“He infused great youthful energy (only 34 when he was appointed president) into the reform of the town planning department,” Judge Marre...
“He infused great youthful energy (only 34 when he was appointed president) into the reform of the town planning department,” Judge Marrero said via email. “To do this, he recruited an impressive cadre of young planners and architects outside of the civil service, which meant that some bureaucratic interests were very unhappy. “
Paul Goldberger, the former New York Times architecture critic, said in an email: “Donald Elliott was a realist who believed in the need to make the city more livable, and he used inventive legal tactics to trying to balance the forces at play in New York. New York’s whole approach to planning has changed and he has played a key role in almost every innovation.

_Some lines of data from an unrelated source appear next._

//! HTML parsing and the synchronous extraction stages
//!
//! Listing pages go through [`SelectorResolver`], [`CandidateExtractor`] and
//! [`ArticleFilter`] in that order; article pages go through
//! [`analyze_page`]. Nothing in here performs I/O.

pub mod candidate;
pub mod content;
pub mod dom;
pub mod filter;
pub mod resolver;
pub mod sanitize;
pub mod selectors;

pub use candidate::{normalize_published_at, Candidate, CandidateError, CandidateExtractor};
pub use content::{analyze_page, ContentRules};
pub use dom::{Document, Node};
pub use filter::{ArticleFilter, FilterRules, FilterVerdict, RejectReason};
pub use resolver::{Resolution, ResolvedSelector, SelectorOrigin, SelectorResolver};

Donald Harrison Elliott was born August 20, 1932 in Manhattan, son of Harrison Sackett Elliott, professor of religious education and psychology at Union Theological Seminary, and Grace (Loucks) Elliott, the National President of the YWCA
After graduating from New Lincoln School in Manhattan, he received a bachelor’s degree in 1954 from Carleton College in Minnesota and a law degree in 1957 from New York University.

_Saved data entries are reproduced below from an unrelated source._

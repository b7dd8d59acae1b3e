// Core data structures for the hotsift pipeline

use serde::{Deserialize, Serialize};
use std::collections::BTreeMap;

use crate::error::ErrorCategory;

/// HTTP method for a request descriptor
#[derive(Debug, Clone, Copy, PartialEq, Eq, Default, Serialize, Deserialize)]
#[serde(rename_all = "UPPERCASE")]
pub enum HttpMethod {
    #[default]
    Get,
    Post,
}

/// Static request body attached to a descriptor
#[derive(Debug, Clone, PartialEq, Serialize, Deserialize)]
#[serde(tag = "type", content = "value", rename_all = "lowercase")]
pub enum RequestBody {
    Json(serde_json::Value),
    Form(BTreeMap<String, String>),
    Raw(String),
}

/// Extraction rule for one field of a list item
///
/// With no selector the rule reads the item element itself. With no
/// attribute it reads trimmed text. A regex is applied to the raw value and
/// yields capture group 1, or the whole match when the pattern has no group.
#[derive(Debug, Clone, Default, PartialEq, Eq, Serialize, Deserialize)]
#[serde(rename_all = "camelCase", default)]
pub struct FieldRule {
    pub selector: Option<String>,
    pub attribute: Option<String>,
    pub regex: Option<String>,
}

impl FieldRule {
    /// Rule matching text of the first element matched by `selector`
    pub fn selector(selector: impl Into<String>) -> Self {
        Self {
            selector: Some(selector.into()),
            ..Default::default()
        }
    }

    /// Rule reading `attribute` from the first element matched by `selector`
    pub fn attr(selector: impl Into<String>, attribute: impl Into<String>) -> Self {
        Self {
            selector: Some(selector.into()),
            attribute: Some(attribute.into()),
            regex: None,
        }
    }

    /// Whether the rule has nothing configured at all
    pub fn is_empty(&self) -> bool {
        self.selector.is_none() && self.attribute.is_none() && self.regex.is_none()
    }
}

/// Field map of a list descriptor. `title` is mandatory.
#[derive(Debug, Clone, Default, PartialEq, Eq, Serialize, Deserialize)]
#[serde(rename_all = "camelCase")]
pub struct FieldMap {
    #[serde(default)]
    pub title: FieldRule,
    #[serde(default)]
    pub url: Option<FieldRule>,
    #[serde(default)]
    pub mobile_url: Option<FieldRule>,
    #[serde(default)]
    pub published_at: Option<FieldRule>,
    #[serde(default)]
    pub summary: Option<FieldRule>,
}

/// Synchronous filter policy of a list descriptor
#[derive(Debug, Clone, PartialEq, Eq, Serialize, Deserialize)]
#[serde(rename_all = "camelCase", default)]
pub struct FilterPolicy {
    pub min_title_length: usize,
    pub max_title_length: usize,
    pub require_url: bool,
    pub exclude_title_patterns: Vec<String>,
    pub exclude_url_patterns: Vec<String>,
    pub exclude_ancestors: Vec<String>,
}

impl Default for FilterPolicy {
    fn default() -> Self {
        Self {
            min_title_length: 3,
            max_title_length: 200,
            require_url: true,
            exclude_title_patterns: Vec::new(),
            exclude_url_patterns: Vec::new(),
            exclude_ancestors: Vec::new(),
        }
    }
}

/// One request descriptor: where to fetch and how to read items from it
#[derive(Debug, Clone, Default, PartialEq, Serialize, Deserialize)]
#[serde(rename_all = "camelCase")]
pub struct RequestConfig {
    pub url: String,
    #[serde(default)]
    pub method: HttpMethod,
    #[serde(default)]
    pub headers: BTreeMap<String, String>,
    #[serde(default)]
    pub params: BTreeMap<String, String>,
    #[serde(default)]
    pub body: Option<RequestBody>,
    #[serde(default)]
    pub item_selector: String,
    #[serde(default)]
    pub limit: Option<usize>,
    #[serde(default)]
    pub fields: FieldMap,
    #[serde(default)]
    pub filter: FilterPolicy,
}

impl RequestConfig {
    /// Copy of this descriptor with `{keyword}` substituted
    ///
    /// The keyword is percent-encoded in the URL and kept raw in params,
    /// headers and body (those are encoded by the HTTP client).
    pub fn with_keyword(&self, keyword: &str) -> Self {
        const PLACEHOLDER: &str = "{keyword}";
        let encoded: String = url::form_urlencoded::byte_serialize(keyword.as_bytes()).collect();

        let mut out = self.clone();
        out.url = self.url.replace(PLACEHOLDER, &encoded);
        for value in out.params.values_mut() {
            *value = value.replace(PLACEHOLDER, keyword);
        }
        for value in out.headers.values_mut() {
            *value = value.replace(PLACEHOLDER, keyword);
        }
        out.body = self.body.as_ref().map(|body| match body {
            RequestBody::Raw(raw) => RequestBody::Raw(raw.replace(PLACEHOLDER, keyword)),
            RequestBody::Form(form) => RequestBody::Form(
                form.iter()
                    .map(|(k, v)| (k.clone(), v.replace(PLACEHOLDER, keyword)))
                    .collect(),
            ),
            RequestBody::Json(value) => RequestBody::Json(substitute_json(value, keyword)),
        });
        out
    }
}

fn substitute_json(value: &serde_json::Value, keyword: &str) -> serde_json::Value {
    use serde_json::Value;
    match value {
        Value::String(s) => Value::String(s.replace("{keyword}", keyword)),
        Value::Array(items) => Value::Array(items.iter().map(|v| substitute_json(v, keyword)).collect()),
        Value::Object(map) => Value::Object(
            map.iter()
                .map(|(k, v)| (k.clone(), substitute_json(v, keyword)))
                .collect(),
        ),
        other => other.clone(),
    }
}

/// Immutable description of one scrapeable HTML source
#[derive(Debug, Clone, Default, PartialEq, Serialize, Deserialize)]
#[serde(rename_all = "camelCase")]
pub struct SourceConfig {
    #[serde(default)]
    pub base_url: Option<String>,
    pub list: RequestConfig,
    #[serde(default)]
    pub search: Option<RequestConfig>,
}

/// Description of a JSON hot-list endpoint
///
/// Item fields are JSON pointers (RFC 6901) relative to each entry of the
/// array found at `items_pointer`.
#[derive(Debug, Clone, PartialEq, Serialize, Deserialize)]
#[serde(rename_all = "camelCase")]
pub struct JsonApiConfig {
    pub url: String,
    #[serde(default)]
    pub method: HttpMethod,
    #[serde(default)]
    pub headers: BTreeMap<String, String>,
    #[serde(default)]
    pub params: BTreeMap<String, String>,
    #[serde(default)]
    pub body: Option<RequestBody>,
    /// Pointer to the item array; empty means the document root
    #[serde(default)]
    pub items_pointer: String,
    #[serde(default = "default_title_pointer")]
    pub title_pointer: String,
    #[serde(default)]
    pub url_pointer: Option<String>,
    #[serde(default)]
    pub mobile_url_pointer: Option<String>,
    #[serde(default)]
    pub published_at_pointer: Option<String>,
    #[serde(default)]
    pub summary_pointer: Option<String>,
    /// Template for item URLs, `{value}` is replaced by the `url_pointer` value
    #[serde(default)]
    pub url_template: Option<String>,
    /// Search endpoint; `{keyword}` is substituted like in HTML descriptors
    #[serde(default)]
    pub search_url: Option<String>,
    #[serde(default)]
    pub limit: Option<usize>,
}

fn default_title_pointer() -> String {
    "/title".to_string()
}

/// Externally visible unit produced by a source
#[derive(Debug, Clone, Default, PartialEq, Eq, Serialize, Deserialize)]
#[serde(rename_all = "camelCase")]
pub struct NewsItem {
    pub title: String,
    #[serde(default, skip_serializing_if = "Option::is_none")]
    pub url: Option<String>,
    #[serde(default, skip_serializing_if = "Option::is_none")]
    pub mobile_url: Option<String>,
    /// 1-based position among accepted items
    pub rank: u32,
    #[serde(default, skip_serializing_if = "Option::is_none")]
    pub content: Option<String>,
    #[serde(default, skip_serializing_if = "Option::is_none")]
    pub published_at: Option<String>,
}

impl NewsItem {
    /// Key used to merge items from several requests of one source
    pub fn dedup_key(&self) -> String {
        self.url.clone().unwrap_or_else(|| self.title.clone())
    }
}

/// Outcome of checking whether a candidate's target page has real content
#[derive(Debug, Clone, Default, PartialEq, Eq, Serialize, Deserialize)]
#[serde(rename_all = "camelCase")]
pub struct ContentCheckResult {
    pub has_content: bool,
    pub has_text: bool,
    pub has_video: bool,
    #[serde(default, skip_serializing_if = "Option::is_none")]
    pub reason: Option<String>,
    #[serde(default, skip_serializing_if = "Option::is_none")]
    pub text_snippet: Option<String>,
}

impl ContentCheckResult {
    /// Negative result carrying a reason
    pub fn rejected(reason: impl Into<String>) -> Self {
        Self {
            reason: Some(reason.into()),
            ..Default::default()
        }
    }
}

/// Named rule-set of normal, required and excluded words
#[derive(Debug, Clone, Default, PartialEq, Eq, Serialize, Deserialize)]
#[serde(rename_all = "camelCase")]
pub struct KeywordGroup {
    pub id: i64,
    #[serde(default)]
    pub name: String,
    #[serde(default)]
    pub words: Vec<String>,
    #[serde(default)]
    pub required_words: Vec<String>,
    #[serde(default)]
    pub excluded_words: Vec<String>,
    /// Lower number = higher precedence
    #[serde(default)]
    pub priority: i32,
    #[serde(default = "default_true")]
    pub enabled: bool,
}

fn default_true() -> bool {
    true
}

impl KeywordGroup {
    /// Build a group from a mixed word list (`+word` required, `!word` excluded)
    pub fn from_rule_lines<I, S>(id: i64, name: impl Into<String>, lines: I) -> Self
    where
        I: IntoIterator<Item = S>,
        S: AsRef<str>,
    {
        let mut group = Self {
            id,
            name: name.into(),
            enabled: true,
            ..Default::default()
        };

        for line in lines {
            let word = line.as_ref().trim();
            if let Some(required) = word.strip_prefix('+') {
                group.required_words.push(required.trim().to_string());
            } else if let Some(excluded) = word.strip_prefix('!') {
                group.excluded_words.push(excluded.trim().to_string());
            } else if !word.is_empty() {
                group.words.push(word.to_string());
            }
        }

        group
    }
}

/// Result of matching one title against the keyword groups
#[derive(Debug, Clone, Default, PartialEq, Eq, Serialize, Deserialize)]
#[serde(rename_all = "camelCase")]
pub struct MatchResult {
    pub matched: bool,
    #[serde(default, skip_serializing_if = "Option::is_none")]
    pub keyword_group: Option<KeywordGroup>,
    #[serde(default)]
    pub matched_words: Vec<String>,
}

impl MatchResult {
    pub fn no_match() -> Self {
        Self::default()
    }
}

/// Appearance history of one matched item, input to the weight calculator
#[derive(Debug, Clone, Default, PartialEq, Eq, Serialize, Deserialize)]
#[serde(rename_all = "camelCase")]
pub struct NewsMatchData {
    /// Rank recorded at every appearance
    pub ranks: Vec<u32>,
    /// Number of times the item matched a keyword group
    pub match_count: u32,
}

/// Result of one source in a crawl run
#[derive(Debug, Clone, Default, PartialEq, Serialize, Deserialize)]
#[serde(rename_all = "camelCase")]
pub struct BatchResult {
    pub success: bool,
    pub platform_id: String,
    #[serde(default)]
    pub data: Vec<NewsItem>,
    #[serde(default, skip_serializing_if = "Option::is_none")]
    pub error: Option<String>,
    #[serde(default, skip_serializing_if = "Option::is_none")]
    pub error_category: Option<ErrorCategory>,
}

impl BatchResult {
    /// `success` is true iff at least one item was produced
    pub fn from_items(platform_id: impl Into<String>, data: Vec<NewsItem>) -> Self {
        Self {
            success: !data.is_empty(),
            platform_id: platform_id.into(),
            data,
            error: None,
            error_category: None,
        }
    }

    pub fn failure(
        platform_id: impl Into<String>,
        error: impl Into<String>,
        category: ErrorCategory,
    ) -> Self {
        Self {
            success: false,
            platform_id: platform_id.into(),
            data: Vec::new(),
            error: Some(error.into()),
            error_category: Some(category),
        }
    }
}

/// Failure entry for progress reporting
#[derive(Debug, Clone, PartialEq, Eq, Serialize, Deserialize)]
#[serde(rename_all = "camelCase")]
pub struct PlatformFailure {
    pub platform_id: String,
    pub error: String,
}

/// Running counters of a crawl, readable while the crawl is in progress
#[derive(Debug, Clone, Default, PartialEq, Eq, Serialize, Deserialize)]
#[serde(rename_all = "camelCase")]
pub struct CrawlProgress {
    pub total: usize,
    pub completed: usize,
    pub succeeded: usize,
    pub failed: usize,
    #[serde(default, skip_serializing_if = "Option::is_none")]
    pub current: Option<String>,
    #[serde(default)]
    pub failures: Vec<PlatformFailure>,
}

/// Aggregate outcome of a crawl run
#[derive(Debug, Clone, Default, PartialEq, Serialize, Deserialize)]
#[serde(rename_all = "camelCase")]
pub struct CrawlReport {
    pub success_count: usize,
    pub failed_count: usize,
    pub results: Vec<BatchResult>,
}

In 1956 he married Barbara Ann Burton; she died in 1998. In addition to their son Drew, he is survived by two other sons, Steven and Douglas, and six grandchildren.

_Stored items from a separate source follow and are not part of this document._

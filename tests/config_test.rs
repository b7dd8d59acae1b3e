//! Configuration and sources file loading

use std::io::Write;

use hotsift::config::{Config, SourceKind, SourcesFile};
use serial_test::serial;
use tempfile::NamedTempFile;

fn temp_file(suffix: &str, content: &str) -> NamedTempFile {
    let mut file = tempfile::Builder::new().suffix(suffix).tempfile().unwrap();
    file.write_all(content.as_bytes()).unwrap();
    file
}

#[test]
fn test_config_from_file() {
    let file = temp_file(
        ".toml",
        r#"
        [crawler]
        max_retries = 3
        realtime_matching = true
        proxy_url = "http://127.0.0.1:7890"

        [content_check]
        batch_size = 8

        [filter]
        nav_keywords = ["首页", "更多"]

        [storage]
        sqlite_path = "/tmp/hotsift-test.db"
        "#,
    );

    let config = Config::from_file(file.path()).unwrap();
    assert!(config.validate().is_ok());
    assert_eq!(config.crawler.max_retries, 3);
    assert!(config.crawler.realtime_matching);
    assert_eq!(config.extraction_settings().batch_size, 8);
    assert_eq!(config.filter.nav_keywords, vec!["首页", "更多"]);
    assert_eq!(
        config.fetcher_settings().proxy_url.as_deref(),
        Some("http://127.0.0.1:7890")
    );
}

#[test]
fn test_missing_config_file() {
    let result = Config::from_file(std::path::Path::new("/nonexistent/hotsift.toml"));
    assert!(result.is_err());
}

#[test]
#[serial]
fn test_env_overrides() {
    std::env::set_var("HOTSIFT_MAX_RETRIES", "5");
    std::env::set_var("HOTSIFT_BATCH_SIZE", "2");
    std::env::set_var("HOTSIFT_LOG_FORMAT", "json");

    let config = Config::from_env().unwrap();

    std::env::remove_var("HOTSIFT_MAX_RETRIES");
    std::env::remove_var("HOTSIFT_BATCH_SIZE");
    std::env::remove_var("HOTSIFT_LOG_FORMAT");

    assert_eq!(config.crawler.max_retries, 5);
    assert_eq!(config.content_check.batch_size, 2);
    assert_eq!(config.logging.format, "json");
    assert!(config.validate().is_ok());
}

#[test]
#[serial]
fn test_unparsable_env_keeps_default() {
    std::env::set_var("HOTSIFT_RATE_LIMIT", "fast");
    let config = Config::from_env().unwrap();
    std::env::remove_var("HOTSIFT_RATE_LIMIT");

    assert_eq!(config.crawler.requests_per_second, 10);
}

#[test]
fn test_sources_file_json() {
    let file = temp_file(
        ".json",
        r#"{"sources": [
            {
                "id": "ithome",
                "name": "IT之家",
                "kind": "html",
                "keywords": ["芯片"],
                "config": {
                    "baseUrl": "https://www.ithome.com",
                    "list": {
                        "url": "https://www.ithome.com/list/",
                        "itemSelector": ".news-list li",
                        "fields": {
                            "title": {"selector": "a"},
                            "url": {"selector": "a", "attribute": "href"},
                            "publishedAt": {"selector": ".time"}
                        },
                        "filter": {"minTitleLength": 6, "excludeUrlPatterns": ["/ad/"]}
                    },
                    "search": {
                        "url": "https://www.ithome.com/search/{keyword}.html",
                        "itemSelector": ".result li"
                    }
                }
            },
            {
                "id": "weibo",
                "kind": "json_api",
                "api": {"url": "https://example.com/hot", "itemsPointer": "/data/realtime", "titlePointer": "/word"}
            }
        ]}"#,
    );

    let file = SourcesFile::load(file.path()).unwrap();
    assert_eq!(file.sources.len(), 2);
    assert_eq!(file.sources[0].display_name(), "IT之家");

    let SourceKind::Html { config } = &file.sources[0].kind else {
        panic!("expected an html source");
    };
    assert_eq!(config.list.filter.min_title_length, 6);
    assert_eq!(config.list.filter.exclude_url_patterns, vec!["/ad/"]);
    assert!(config.list.fields.published_at.is_some());
    assert!(config.search.is_some());

    let SourceKind::JsonApi { api } = &file.sources[1].kind else {
        panic!("expected a json source");
    };
    assert_eq!(api.title_pointer, "/word");
}

#[test]
fn test_sources_file_rejects_missing_url() {
    let file = temp_file(
        ".toml",
        r#"
        [[sources]]
        id = "broken"
        kind = "json_api"

        [sources.api]
        url = ""
        "#,
    );
    assert!(SourcesFile::load(file.path()).is_err());
}
//! Fetching, extraction and orchestration of configured sources
//!
//! - [`fetcher`] - rate-limited HTTP fetching with proxy fallback
//! - [`headers`] - browser-like request headers
//! - [`content`] - article page verification
//! - [`configurable`] - list extraction driven by a [`SourceConfig`](crate::models::SourceConfig)
//! - [`platform`] - HTML and JSON platforms behind one trait
//! - [`service`] - sequential crawl runs with retries and real-time matching

pub mod configurable;
pub mod content;
pub mod fetcher;
pub mod headers;
pub mod platform;
pub mod service;

pub use configurable::{ConfigurableHtmlCrawler, ExtractionOutcome, ExtractionSettings};
pub use content::{CheckerSettings, ContentCache, ContentChecker};
pub use fetcher::{FetchRequest, FetcherSettings, HttpFetcher, PageFetcher};
pub use platform::{build_platform, HtmlPlatform, JsonApiPlatform, PlatformCrawler};
pub use service::{CrawlerService, PlatformEntry};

A Reform Democrat, Mr. Elliott was an administrator of urban renewal on the Upper West Side in the early 1960s. He worked on the successful 1965 election campaign of John V. Lindsay, a Liberal Republican congressman from Manhattan, after specializing in land use regulation in Mr. Lindsay’s law firm. He then managed the transition of administration from Mayor Robert F. Wagner and oversaw the anti-poverty and housing programs for the new mayor until he was appointed to the planning committee and appointed. director of the town planning department in November 1966. He served until 1973.
In this position, he created an urban design working group made up of several architects – Jaquelin T. Robertson, Richard weinstein, Myles Weintraub and Jonathan Barnett – whom Mr Lindsay has authorized to “advance the cause of aesthetics in all areas that the planning commission can influence, from road signs to skyscrapers”.